**ACTIVITY**. Every line below that carries the word "reason" needs to be copied.

**PROVIDED DATA**.
=== Begin Enclosure ===

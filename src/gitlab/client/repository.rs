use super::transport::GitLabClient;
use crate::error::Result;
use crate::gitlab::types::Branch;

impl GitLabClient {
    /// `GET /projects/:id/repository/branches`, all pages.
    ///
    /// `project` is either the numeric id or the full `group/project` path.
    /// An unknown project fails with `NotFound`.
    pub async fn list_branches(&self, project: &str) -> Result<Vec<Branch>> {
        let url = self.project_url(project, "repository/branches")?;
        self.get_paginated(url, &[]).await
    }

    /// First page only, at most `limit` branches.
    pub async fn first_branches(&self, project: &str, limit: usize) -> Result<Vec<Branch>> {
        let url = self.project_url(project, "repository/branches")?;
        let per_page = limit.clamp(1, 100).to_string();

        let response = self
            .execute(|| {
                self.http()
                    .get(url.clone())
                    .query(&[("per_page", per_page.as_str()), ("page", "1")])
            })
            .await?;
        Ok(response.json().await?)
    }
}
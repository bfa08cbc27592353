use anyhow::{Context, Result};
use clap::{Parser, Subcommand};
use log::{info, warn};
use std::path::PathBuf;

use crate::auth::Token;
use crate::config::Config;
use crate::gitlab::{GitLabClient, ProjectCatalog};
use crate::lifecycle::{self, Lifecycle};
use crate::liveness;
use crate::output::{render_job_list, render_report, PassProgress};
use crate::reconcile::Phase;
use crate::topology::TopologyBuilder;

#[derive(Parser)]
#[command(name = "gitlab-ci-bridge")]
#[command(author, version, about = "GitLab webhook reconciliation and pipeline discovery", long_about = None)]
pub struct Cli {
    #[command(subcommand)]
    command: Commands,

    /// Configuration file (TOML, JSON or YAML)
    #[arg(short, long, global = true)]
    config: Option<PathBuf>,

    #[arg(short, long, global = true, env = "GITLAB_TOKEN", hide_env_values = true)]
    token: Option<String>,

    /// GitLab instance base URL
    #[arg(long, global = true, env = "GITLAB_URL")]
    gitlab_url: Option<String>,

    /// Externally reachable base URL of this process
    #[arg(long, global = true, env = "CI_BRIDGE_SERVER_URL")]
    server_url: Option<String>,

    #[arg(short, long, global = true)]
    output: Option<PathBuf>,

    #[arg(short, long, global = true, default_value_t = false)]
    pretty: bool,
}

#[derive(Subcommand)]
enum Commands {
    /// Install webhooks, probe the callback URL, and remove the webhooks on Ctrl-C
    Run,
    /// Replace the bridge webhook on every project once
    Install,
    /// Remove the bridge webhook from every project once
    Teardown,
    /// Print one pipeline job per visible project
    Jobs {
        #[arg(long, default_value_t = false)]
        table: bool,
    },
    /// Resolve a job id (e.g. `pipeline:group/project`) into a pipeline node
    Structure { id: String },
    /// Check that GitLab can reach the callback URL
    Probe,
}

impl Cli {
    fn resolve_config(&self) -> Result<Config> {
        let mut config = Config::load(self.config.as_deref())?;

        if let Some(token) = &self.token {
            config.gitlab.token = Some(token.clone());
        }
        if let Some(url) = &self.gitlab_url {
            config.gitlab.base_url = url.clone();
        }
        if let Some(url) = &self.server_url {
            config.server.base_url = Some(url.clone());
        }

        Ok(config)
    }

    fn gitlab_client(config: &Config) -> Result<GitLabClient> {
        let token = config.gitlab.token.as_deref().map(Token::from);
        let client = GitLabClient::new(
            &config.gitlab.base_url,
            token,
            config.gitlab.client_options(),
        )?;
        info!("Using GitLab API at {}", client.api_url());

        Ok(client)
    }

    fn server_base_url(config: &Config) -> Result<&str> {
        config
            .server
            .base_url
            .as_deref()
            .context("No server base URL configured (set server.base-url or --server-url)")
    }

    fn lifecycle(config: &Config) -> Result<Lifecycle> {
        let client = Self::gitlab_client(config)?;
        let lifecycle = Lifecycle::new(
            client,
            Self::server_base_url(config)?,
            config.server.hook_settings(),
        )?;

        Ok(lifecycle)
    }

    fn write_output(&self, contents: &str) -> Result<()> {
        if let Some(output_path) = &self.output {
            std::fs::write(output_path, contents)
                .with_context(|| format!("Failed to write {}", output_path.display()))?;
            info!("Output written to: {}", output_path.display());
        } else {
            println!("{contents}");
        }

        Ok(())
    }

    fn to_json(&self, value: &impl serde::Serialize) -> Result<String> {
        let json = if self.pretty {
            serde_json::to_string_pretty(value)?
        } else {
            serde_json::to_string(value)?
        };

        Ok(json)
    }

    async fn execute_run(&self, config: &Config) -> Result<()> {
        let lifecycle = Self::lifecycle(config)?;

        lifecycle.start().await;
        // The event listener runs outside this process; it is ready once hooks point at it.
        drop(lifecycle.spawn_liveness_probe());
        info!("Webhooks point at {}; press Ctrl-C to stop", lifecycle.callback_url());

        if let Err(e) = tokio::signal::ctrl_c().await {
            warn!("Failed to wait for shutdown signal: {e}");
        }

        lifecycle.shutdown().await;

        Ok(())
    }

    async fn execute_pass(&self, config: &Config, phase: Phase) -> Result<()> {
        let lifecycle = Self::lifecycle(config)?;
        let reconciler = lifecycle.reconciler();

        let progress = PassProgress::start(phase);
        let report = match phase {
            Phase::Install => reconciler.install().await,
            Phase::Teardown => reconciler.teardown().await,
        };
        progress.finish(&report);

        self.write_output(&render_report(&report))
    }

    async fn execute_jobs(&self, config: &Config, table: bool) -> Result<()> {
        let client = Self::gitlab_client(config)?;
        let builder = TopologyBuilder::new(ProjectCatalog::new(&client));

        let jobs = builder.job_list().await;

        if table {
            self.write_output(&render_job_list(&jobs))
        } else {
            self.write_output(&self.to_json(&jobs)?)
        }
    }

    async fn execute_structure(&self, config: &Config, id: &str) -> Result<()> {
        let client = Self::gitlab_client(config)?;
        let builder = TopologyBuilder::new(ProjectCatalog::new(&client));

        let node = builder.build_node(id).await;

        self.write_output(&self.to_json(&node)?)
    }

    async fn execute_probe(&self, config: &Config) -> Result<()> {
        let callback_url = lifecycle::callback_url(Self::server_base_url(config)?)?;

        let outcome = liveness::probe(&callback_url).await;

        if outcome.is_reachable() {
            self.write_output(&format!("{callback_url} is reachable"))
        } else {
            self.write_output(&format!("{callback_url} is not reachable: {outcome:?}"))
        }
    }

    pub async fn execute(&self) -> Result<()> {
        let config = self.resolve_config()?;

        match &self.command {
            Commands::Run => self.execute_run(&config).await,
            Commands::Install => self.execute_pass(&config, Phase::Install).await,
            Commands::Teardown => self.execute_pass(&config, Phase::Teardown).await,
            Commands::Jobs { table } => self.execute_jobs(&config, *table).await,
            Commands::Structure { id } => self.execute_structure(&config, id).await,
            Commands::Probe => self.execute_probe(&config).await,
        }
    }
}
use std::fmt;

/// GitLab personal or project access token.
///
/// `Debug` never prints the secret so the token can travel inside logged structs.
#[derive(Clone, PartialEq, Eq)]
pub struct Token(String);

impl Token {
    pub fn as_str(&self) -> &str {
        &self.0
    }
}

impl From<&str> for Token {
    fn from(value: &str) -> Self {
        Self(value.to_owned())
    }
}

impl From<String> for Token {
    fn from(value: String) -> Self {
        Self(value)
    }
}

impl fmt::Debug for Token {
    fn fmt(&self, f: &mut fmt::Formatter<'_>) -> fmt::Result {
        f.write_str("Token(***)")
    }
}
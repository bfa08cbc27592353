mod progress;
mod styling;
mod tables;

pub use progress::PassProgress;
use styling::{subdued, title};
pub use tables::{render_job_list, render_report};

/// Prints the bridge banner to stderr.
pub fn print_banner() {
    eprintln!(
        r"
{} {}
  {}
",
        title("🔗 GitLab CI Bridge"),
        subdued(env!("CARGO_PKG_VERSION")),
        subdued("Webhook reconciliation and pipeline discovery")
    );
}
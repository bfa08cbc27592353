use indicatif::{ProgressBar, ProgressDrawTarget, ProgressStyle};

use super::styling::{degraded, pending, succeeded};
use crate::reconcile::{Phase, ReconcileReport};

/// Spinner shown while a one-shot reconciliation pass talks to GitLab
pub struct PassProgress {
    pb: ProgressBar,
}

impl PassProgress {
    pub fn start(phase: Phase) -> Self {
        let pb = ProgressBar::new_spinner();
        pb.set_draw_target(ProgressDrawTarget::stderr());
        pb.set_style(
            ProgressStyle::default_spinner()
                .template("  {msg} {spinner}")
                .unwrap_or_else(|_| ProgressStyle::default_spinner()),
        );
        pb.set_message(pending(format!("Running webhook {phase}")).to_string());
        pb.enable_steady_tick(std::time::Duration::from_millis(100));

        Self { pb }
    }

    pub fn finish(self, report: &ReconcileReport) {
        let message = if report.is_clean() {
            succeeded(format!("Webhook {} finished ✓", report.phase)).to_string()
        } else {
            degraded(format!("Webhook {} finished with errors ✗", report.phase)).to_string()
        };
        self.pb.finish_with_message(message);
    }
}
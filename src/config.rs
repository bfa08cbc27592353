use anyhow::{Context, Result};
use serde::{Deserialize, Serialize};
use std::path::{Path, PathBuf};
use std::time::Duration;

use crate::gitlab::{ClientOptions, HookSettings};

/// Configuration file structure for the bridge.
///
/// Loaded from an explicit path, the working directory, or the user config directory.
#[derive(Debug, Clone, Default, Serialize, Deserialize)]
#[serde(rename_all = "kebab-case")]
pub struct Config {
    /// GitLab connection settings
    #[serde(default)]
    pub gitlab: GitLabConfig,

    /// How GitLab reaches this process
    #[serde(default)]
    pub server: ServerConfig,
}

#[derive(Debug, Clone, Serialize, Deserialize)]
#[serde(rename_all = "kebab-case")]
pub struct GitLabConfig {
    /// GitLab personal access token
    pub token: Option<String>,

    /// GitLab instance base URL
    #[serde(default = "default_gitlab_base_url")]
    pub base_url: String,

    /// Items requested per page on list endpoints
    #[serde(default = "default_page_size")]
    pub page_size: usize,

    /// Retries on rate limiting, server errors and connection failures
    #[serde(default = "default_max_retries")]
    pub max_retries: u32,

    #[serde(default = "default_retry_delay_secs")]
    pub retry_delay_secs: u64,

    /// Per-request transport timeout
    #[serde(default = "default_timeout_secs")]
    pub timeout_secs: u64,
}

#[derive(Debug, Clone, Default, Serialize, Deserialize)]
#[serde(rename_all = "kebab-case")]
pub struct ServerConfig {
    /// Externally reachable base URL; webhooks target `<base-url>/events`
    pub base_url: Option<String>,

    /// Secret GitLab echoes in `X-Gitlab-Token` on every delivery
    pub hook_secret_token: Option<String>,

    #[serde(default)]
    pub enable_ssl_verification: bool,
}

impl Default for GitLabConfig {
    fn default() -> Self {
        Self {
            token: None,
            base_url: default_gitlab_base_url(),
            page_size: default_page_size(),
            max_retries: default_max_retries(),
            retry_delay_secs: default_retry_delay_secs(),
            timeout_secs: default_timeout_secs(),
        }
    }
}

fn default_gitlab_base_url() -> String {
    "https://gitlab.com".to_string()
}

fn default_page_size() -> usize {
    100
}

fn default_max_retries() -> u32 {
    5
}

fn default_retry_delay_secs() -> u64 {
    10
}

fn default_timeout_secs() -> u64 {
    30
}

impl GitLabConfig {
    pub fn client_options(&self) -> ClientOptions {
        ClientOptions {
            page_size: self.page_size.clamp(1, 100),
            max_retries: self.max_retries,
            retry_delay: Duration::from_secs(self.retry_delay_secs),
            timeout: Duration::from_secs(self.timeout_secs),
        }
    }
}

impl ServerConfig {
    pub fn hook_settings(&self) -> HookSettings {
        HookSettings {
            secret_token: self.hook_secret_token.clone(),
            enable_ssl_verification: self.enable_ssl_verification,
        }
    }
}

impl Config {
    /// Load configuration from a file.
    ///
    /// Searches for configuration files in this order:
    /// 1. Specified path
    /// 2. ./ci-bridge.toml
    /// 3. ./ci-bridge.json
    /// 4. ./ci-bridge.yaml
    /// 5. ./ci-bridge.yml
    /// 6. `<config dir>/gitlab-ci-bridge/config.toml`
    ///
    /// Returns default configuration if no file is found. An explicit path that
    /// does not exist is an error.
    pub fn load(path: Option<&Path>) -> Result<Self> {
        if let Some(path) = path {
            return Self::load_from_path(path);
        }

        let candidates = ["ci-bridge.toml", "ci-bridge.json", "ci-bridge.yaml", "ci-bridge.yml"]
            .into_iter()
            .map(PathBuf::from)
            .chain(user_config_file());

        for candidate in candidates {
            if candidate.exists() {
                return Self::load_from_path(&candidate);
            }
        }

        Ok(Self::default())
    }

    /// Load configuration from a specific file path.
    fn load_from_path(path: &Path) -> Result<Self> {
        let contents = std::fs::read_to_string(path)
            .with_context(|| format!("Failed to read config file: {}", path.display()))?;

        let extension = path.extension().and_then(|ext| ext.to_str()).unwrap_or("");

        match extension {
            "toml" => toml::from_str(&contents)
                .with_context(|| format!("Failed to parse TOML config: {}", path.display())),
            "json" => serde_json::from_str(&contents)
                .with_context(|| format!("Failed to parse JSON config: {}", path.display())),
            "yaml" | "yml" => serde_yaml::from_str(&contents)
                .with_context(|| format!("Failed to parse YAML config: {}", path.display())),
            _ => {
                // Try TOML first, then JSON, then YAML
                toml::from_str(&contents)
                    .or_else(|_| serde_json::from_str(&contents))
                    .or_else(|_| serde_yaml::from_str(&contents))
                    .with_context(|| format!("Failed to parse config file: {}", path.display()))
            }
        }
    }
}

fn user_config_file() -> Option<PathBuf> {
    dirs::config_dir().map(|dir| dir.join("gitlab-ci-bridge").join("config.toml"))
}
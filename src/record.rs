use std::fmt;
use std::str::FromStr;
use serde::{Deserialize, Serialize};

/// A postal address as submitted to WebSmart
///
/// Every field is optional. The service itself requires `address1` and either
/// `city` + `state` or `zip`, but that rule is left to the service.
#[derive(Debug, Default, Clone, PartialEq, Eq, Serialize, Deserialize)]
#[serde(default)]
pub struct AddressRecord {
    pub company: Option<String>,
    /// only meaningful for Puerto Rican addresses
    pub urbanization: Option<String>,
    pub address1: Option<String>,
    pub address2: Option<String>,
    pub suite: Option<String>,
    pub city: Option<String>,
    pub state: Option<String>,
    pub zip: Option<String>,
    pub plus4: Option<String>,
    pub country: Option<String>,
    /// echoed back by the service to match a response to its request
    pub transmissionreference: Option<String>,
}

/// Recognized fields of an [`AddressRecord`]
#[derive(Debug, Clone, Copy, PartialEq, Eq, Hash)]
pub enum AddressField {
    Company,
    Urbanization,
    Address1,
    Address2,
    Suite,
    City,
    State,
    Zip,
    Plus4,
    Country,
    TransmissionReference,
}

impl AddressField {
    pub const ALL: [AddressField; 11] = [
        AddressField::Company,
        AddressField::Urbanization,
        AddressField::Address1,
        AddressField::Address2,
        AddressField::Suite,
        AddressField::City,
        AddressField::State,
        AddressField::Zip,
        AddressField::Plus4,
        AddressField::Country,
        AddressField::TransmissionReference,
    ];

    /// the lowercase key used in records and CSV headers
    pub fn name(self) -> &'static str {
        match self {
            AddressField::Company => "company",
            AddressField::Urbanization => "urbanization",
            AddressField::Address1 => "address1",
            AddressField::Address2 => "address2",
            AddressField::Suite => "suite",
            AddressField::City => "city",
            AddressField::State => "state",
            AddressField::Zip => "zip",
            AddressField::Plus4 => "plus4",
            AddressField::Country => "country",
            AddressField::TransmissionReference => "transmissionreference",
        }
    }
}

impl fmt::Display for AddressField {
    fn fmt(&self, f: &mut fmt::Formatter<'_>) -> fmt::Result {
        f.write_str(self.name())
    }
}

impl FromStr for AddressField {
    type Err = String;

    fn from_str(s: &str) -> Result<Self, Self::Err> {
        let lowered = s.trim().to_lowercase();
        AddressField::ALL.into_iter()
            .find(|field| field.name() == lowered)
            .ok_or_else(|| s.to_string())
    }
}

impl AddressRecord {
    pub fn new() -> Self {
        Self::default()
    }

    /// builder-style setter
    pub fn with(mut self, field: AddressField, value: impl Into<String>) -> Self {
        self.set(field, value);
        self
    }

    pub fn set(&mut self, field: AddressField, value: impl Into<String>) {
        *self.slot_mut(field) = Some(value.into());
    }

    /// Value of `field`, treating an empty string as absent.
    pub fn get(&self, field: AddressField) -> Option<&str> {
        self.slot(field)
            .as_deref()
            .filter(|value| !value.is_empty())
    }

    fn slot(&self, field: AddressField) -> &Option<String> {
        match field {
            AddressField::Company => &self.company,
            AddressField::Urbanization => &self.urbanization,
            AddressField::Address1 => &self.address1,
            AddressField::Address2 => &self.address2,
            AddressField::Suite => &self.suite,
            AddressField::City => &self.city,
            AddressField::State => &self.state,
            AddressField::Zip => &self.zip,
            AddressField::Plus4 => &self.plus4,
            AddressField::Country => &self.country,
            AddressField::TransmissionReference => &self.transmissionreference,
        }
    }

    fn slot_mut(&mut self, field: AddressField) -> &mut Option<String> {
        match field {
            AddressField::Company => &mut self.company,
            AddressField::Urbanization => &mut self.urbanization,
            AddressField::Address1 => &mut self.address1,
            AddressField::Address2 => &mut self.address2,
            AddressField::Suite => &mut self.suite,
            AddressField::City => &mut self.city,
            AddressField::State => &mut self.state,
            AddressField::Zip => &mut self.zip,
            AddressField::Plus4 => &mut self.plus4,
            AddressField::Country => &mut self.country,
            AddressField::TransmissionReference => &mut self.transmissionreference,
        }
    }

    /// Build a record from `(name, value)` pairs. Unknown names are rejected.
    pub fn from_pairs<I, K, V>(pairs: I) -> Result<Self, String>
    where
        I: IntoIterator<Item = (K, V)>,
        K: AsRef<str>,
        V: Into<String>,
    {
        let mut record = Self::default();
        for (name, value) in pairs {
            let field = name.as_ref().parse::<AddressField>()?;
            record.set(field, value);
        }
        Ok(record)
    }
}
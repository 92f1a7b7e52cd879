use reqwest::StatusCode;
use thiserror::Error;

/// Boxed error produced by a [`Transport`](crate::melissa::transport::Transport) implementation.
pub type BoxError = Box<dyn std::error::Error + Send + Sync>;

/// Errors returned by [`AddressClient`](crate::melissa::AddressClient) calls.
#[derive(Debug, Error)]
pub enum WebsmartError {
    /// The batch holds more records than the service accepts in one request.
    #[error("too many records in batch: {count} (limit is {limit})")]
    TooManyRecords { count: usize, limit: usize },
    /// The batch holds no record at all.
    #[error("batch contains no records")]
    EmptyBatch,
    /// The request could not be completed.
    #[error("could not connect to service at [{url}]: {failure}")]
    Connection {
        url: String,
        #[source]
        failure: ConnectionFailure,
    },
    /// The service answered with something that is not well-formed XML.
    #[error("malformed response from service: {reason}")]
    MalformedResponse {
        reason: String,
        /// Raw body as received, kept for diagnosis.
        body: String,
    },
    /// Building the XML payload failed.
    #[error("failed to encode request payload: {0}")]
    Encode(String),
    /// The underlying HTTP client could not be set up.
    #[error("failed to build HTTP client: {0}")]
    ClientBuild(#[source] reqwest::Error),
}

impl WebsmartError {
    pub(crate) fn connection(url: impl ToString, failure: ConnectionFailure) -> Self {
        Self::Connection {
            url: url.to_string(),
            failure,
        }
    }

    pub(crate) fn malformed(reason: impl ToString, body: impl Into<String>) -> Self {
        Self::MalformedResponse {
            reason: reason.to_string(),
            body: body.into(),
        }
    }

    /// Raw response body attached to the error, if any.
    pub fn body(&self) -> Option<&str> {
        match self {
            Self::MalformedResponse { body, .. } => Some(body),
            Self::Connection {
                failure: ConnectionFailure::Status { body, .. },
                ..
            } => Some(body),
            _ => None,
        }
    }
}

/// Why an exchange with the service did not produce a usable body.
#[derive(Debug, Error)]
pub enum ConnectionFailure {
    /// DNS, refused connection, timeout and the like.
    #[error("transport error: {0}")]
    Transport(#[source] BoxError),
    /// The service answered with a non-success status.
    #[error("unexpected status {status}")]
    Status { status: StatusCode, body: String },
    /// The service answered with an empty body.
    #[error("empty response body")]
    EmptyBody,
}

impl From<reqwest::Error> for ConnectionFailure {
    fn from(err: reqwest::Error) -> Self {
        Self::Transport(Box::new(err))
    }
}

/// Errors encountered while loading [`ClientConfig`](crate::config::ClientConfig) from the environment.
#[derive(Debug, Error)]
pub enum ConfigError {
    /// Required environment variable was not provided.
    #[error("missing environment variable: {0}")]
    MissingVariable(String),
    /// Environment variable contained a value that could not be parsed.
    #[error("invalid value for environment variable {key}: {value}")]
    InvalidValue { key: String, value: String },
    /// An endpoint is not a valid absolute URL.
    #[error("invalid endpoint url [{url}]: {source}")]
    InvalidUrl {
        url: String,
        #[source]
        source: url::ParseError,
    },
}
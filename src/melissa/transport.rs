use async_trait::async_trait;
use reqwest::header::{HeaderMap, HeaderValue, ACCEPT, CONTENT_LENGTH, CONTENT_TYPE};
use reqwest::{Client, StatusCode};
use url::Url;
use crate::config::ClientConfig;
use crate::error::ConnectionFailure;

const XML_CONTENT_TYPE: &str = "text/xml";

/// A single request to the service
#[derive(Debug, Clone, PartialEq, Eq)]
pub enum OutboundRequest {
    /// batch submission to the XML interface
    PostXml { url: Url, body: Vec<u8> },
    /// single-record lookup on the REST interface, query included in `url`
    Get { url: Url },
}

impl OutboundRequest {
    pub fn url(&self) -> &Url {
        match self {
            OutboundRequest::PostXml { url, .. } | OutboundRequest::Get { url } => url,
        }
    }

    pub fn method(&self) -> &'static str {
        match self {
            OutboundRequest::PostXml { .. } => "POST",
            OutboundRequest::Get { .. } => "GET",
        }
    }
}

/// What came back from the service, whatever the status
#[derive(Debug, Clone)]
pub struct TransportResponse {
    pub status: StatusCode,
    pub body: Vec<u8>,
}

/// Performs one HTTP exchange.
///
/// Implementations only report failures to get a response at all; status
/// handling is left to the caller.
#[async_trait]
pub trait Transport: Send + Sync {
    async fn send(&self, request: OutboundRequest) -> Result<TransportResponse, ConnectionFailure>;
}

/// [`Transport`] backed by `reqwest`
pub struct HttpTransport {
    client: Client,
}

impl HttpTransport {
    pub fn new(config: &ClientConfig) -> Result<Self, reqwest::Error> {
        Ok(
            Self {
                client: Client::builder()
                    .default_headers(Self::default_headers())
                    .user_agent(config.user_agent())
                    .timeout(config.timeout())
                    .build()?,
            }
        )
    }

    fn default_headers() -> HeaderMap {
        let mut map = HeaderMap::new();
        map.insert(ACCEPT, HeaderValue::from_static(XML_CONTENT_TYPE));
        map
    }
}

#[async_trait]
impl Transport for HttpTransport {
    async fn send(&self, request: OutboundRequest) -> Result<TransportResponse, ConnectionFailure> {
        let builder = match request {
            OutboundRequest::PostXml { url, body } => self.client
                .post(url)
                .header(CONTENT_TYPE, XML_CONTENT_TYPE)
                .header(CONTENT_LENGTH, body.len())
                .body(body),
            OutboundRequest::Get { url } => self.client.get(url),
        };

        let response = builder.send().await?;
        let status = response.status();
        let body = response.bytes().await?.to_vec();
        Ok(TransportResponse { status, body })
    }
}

=== End Enclosure ===

**RESPONSE TO THE TASK**.
    #[error("malformed response from service: {reason}")]
        reason: String,
    pub(crate) fn malformed(reason: impl ToString, body: impl Into<String>) -> Self {
            reason: reason.to_string(),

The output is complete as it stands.